## Work to be completed
Type out the data again. Keep every line exactly the same.

(Stored items)

-------

use std::collections::BTreeMap;

use serde::{Deserialize, Serialize};

/// The value of a dynamic path segment.
#[derive(Clone, Debug, PartialEq, Eq, Serialize, Deserialize)]
#[serde(untagged)]
pub enum ParamValue {
    One(String),
    /// Only accepted by repeating segments (`:name+`, `:name*`) when filling a path.
    Many(Vec<String>),
}

/// Route parameters, keyed by segment name.
pub type Params = BTreeMap<String, ParamValue>;

impl ParamValue {
    pub fn as_str(&self) -> Option<&str> {
        match self {
            Self::One(value) => Some(value),
            Self::Many(_) => None,
        }
    }
}

impl From<&str> for ParamValue {
    fn from(value: &str) -> Self {
        Self::One(value.to_string())
    }
}

impl From<String> for ParamValue {
    fn from(value: String) -> Self {
        Self::One(value)
    }
}

impl<T: Into<String>> From<Vec<T>> for ParamValue {
    fn from(values: Vec<T>) -> Self {
        Self::Many(values.into_iter().map(Into::into).collect())
    }
}

/// Build [`Params`] from `(name, value)` pairs.
///
/// ```rust
/// # use waypoint_router::params::{params, ParamValue};
/// let params = params([("id", "42")]);
/// assert_eq!(params["id"], ParamValue::from("42"));
/// ```
pub fn params<K, V>(pairs: impl IntoIterator<Item = (K, V)>) -> Params
where
    K: Into<String>,
    V: Into<ParamValue>,
{
    pairs
        .into_iter()
        .map(|(key, value)| (key.into(), value.into()))
        .collect()
}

-------

## Answer to the problem
use std::collections::BTreeMap;

use serde::{Deserialize, Serialize};

/// The value of a dynamic path segment.
#[derive(Clone, Debug, PartialEq, Eq, Serialize, Deserialize)]
#[serde(untagged)]
pub enum ParamValue {
    One(String),
    /// Only accepted by repeating segments (`:name+`, `:name*`) when filling a path.
    Many(Vec<String>),
}

/// Route parameters, keyed by segment name.
pub type Params = BTreeMap<String, ParamValue>;

impl ParamValue {
    pub fn as_str(&self) -> Option<&str> {
        match self {
            Self::One(value) => Some(value),
            Self::Many(_) => None,
        }
    }
}

impl From<&str> for ParamValue {
    fn from(value: &str) -> Self {
        Self::One(value.to_string())
    }
}

impl From<String> for ParamValue {
    fn from(value: String) -> Self {
        Self::One(value)
    }
}

impl<T: Into<String>> From<Vec<T>> for ParamValue {
    fn from(values: Vec<T>) -> Self {
        Self::Many(values.into_iter().map(Into::into).collect())
    }
}

/// Build [`Params`] from `(name, value)` pairs.
///
/// ```rust
/// # use waypoint_router::params::{params, ParamValue};
/// let params = params([("id", "42")]);
/// assert_eq!(params["id"], ParamValue::from("42"));
/// ```
pub fn params<K, V>(pairs: impl IntoIterator<Item = (K, V)>) -> Params
where
    K: Into<String>,
    V: Into<ParamValue>,
{
    pairs
        .into_iter()
        .map(|(key, value)| (key.into(), value.into()))
        .collect()
}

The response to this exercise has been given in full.